Table 2 Clinicopathologic features of cystic nephroma cases from International Pleuropulmonary Blastoma Registry

The Registry cohort includes four cases of Wilms tumor; one in a child who later developed pleuropulmonary blastoma and the remaining three in relatives of children who had pleuropulmonary blastomas (mother, brother, and great uncle). Of note, the mother with Wilms tumor in childhood did not have a DICER1 mutation, whereas her child with pleuropulmonary blastoma inherited her germline truncating DICER1 mutation from the paternal side. Histologic review of the Wilms tumor from the child who subsequently developed pleuropulmonary blastoma showed an unusual multipatterned neoplasm with blastema, cartilage, differentiated skeletal muscle, anaplasia, and primitive epithelial tubules (Figure 1). Immunohistochemistry for WT1 showed strong nuclear staining in the epithelial components. Next generation sequencing on formalin-fixed, paraffin-embedded tissue from the pleuropulmonary blastoma in this child identified a germline loss of function DICER1 mutation (c.1732dupA; p.Thr578Asnfs*6) and a somatic missense mutation (p.E1813D).

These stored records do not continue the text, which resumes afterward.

use crate::connectors::VenueConnector;
use crate::error::{GatewayError, Result};
use crate::models::{Position, PositionHistory, PositionSide, PositionStatus, VenueBinding};
use crate::notify::{NotificationBus, NotificationKind, NotificationPriority};
use crate::store::Store;
use crate::util::{position_lock_key, LockMap};

const QTY_EPSILON: f64 = 1e-12;
/// Positions within this distance of liquidation are reported at all.
const LIQUIDATION_WATCH_PCT: f64 = 10.0;
/// Below this distance the report escalates to HIGH.
const LIQUIDATION_HIGH_PCT: f64 = 5.0;

/// One position mutation: a signed quantity delta plus the PnL, fee and
/// marks that came with it.
#[derive(Debug, Clone, Default)]
pub struct PositionUpdate {
    pub symbol: String,
    pub size_delta: f64,
    pub realized_pnl: f64,
    pub fee: f64,
    pub mark_price: Option<f64>,
    pub liquidation_price: Option<f64>,
}

#[derive(Debug, Clone, Copy, PartialEq, Eq, Serialize)]
#[serde(rename_all = "UPPERCASE")]
pub enum LiquidationAlertLevel {
    High,
    Medium,
}

#[derive(Debug, Clone, Serialize)]
pub struct LiquidationRisk {
    pub symbol: String,
    pub side: PositionSide,
    pub quantity: f64,
    pub mark_price: f64,
    pub liquidation_price: f64,
    pub distance_pct: f64,
    pub risk_level: LiquidationAlertLevel,
}

/// Per-account performance over a trailing window.
#[derive(Debug, Clone, Default, Serialize)]
pub struct PositionMetrics {
    pub total_positions: usize,
    pub open_positions: usize,
    pub total_unrealized_pnl: f64,
    pub total_realized_pnl: f64,
    pub total_margin: f64,
    pub total_notional_value: f64,
    pub win_rate: f64,
    pub avg_win: f64,
    pub avg_loss: f64,
    pub profit_factor: f64,
    pub max_drawdown: f64,
}

pub struct PositionTracker {
    store: Store,
    notifier: Arc<NotificationBus>,
    locks: LockMap,
}
//! Order Executor
//! Mission: validate, risk-check, persist, dispatch and reconcile orders,
//! holding a per-(binding, venue-order-id) lock around every row mutation

use std::sync::Arc;
use std::time::Duration;

use chrono::Utc;
use serde_json::json;
use tokio::time::timeout;
use tracing::{info, warn};
use uuid::Uuid;

use crate::connectors::symbol::canonical as symbol_canonical;
use crate::connectors::{
    ConnectorRegistry, Credentials, ModifyRequest, OrderAck, OrderFilter, PlaceOrderRequest,
};
use crate::error::{GatewayError, Result};
use crate::models::{
    Order, OrderKind, OrderSide, OrderStatus, PositionSide, TimeInForce, VenueBinding,
};
use crate::notify::{NotificationBus, NotificationKind, NotificationPriority};
use crate::risk::RiskEngine;
use crate::store::{NewOrder, NewTrade, Store};
use crate::tracker::{PositionTracker, PositionUpdate};
use crate::util::{order_lock_key, LockMap};
use crate::vault::CredentialVault;

/// Outcome of a placement, returned to the caller alongside the durable
/// order row id.
#[derive(Debug, Clone)]
pub struct OrderResult {
    pub order_id: i64,
    pub venue_order_id: Option<String>,
    pub status: OrderStatus,
    pub filled_quantity: f64,
    pub average_price: Option<f64>,
    pub fee: f64,
}

impl OrderResult {
    fn from_order(order: &Order) -> Self {
        Self {
            order_id: order.id,
            venue_order_id: order.venue_order_id.clone(),
            status: order.status,
            filled_quantity: order.filled_quantity,
            average_price: order.average_fill_price,
            fee: order.fee,
        }
    }
}

pub struct OrderExecutor {
    store: Store,
    registry: Arc<ConnectorRegistry>,
    vault: Arc<CredentialVault>,
    risk: Arc<RiskEngine>,
    tracker: Arc<PositionTracker>,
    notifier: Arc<NotificationBus>,
    dispatch_timeout: Duration,
    order_expiry_seconds: i64,
    max_orders_per_account: usize,
    order_locks: LockMap,
}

Similar analysis of tissue from the Wilms tumor detected the loss of function DICER1 mutation c.1732dupA but did not identify a missense mutation in a common hotspot region. Follow-up Sanger sequencing with small primers designed for hotspot mutation detection was also negative. No slides or DNA were available from the other two Registry cases.

Figure 1
figure 1

Unusual Wilms tumor in patient with germline DICER1 mutation and subsequent PPB. (a) Sheets of loose primitive blastemal cells and nodules of cartilage, (b) Primitive cartilage nodule emerging from primitive mesenchyme on left; (c) primitive spindled cells with skeletal muscle differentiation; (d) array of primitive tubules resembling seen primitive tubules in classic Wilms tumor (H&E; original magnification × 200 (ad).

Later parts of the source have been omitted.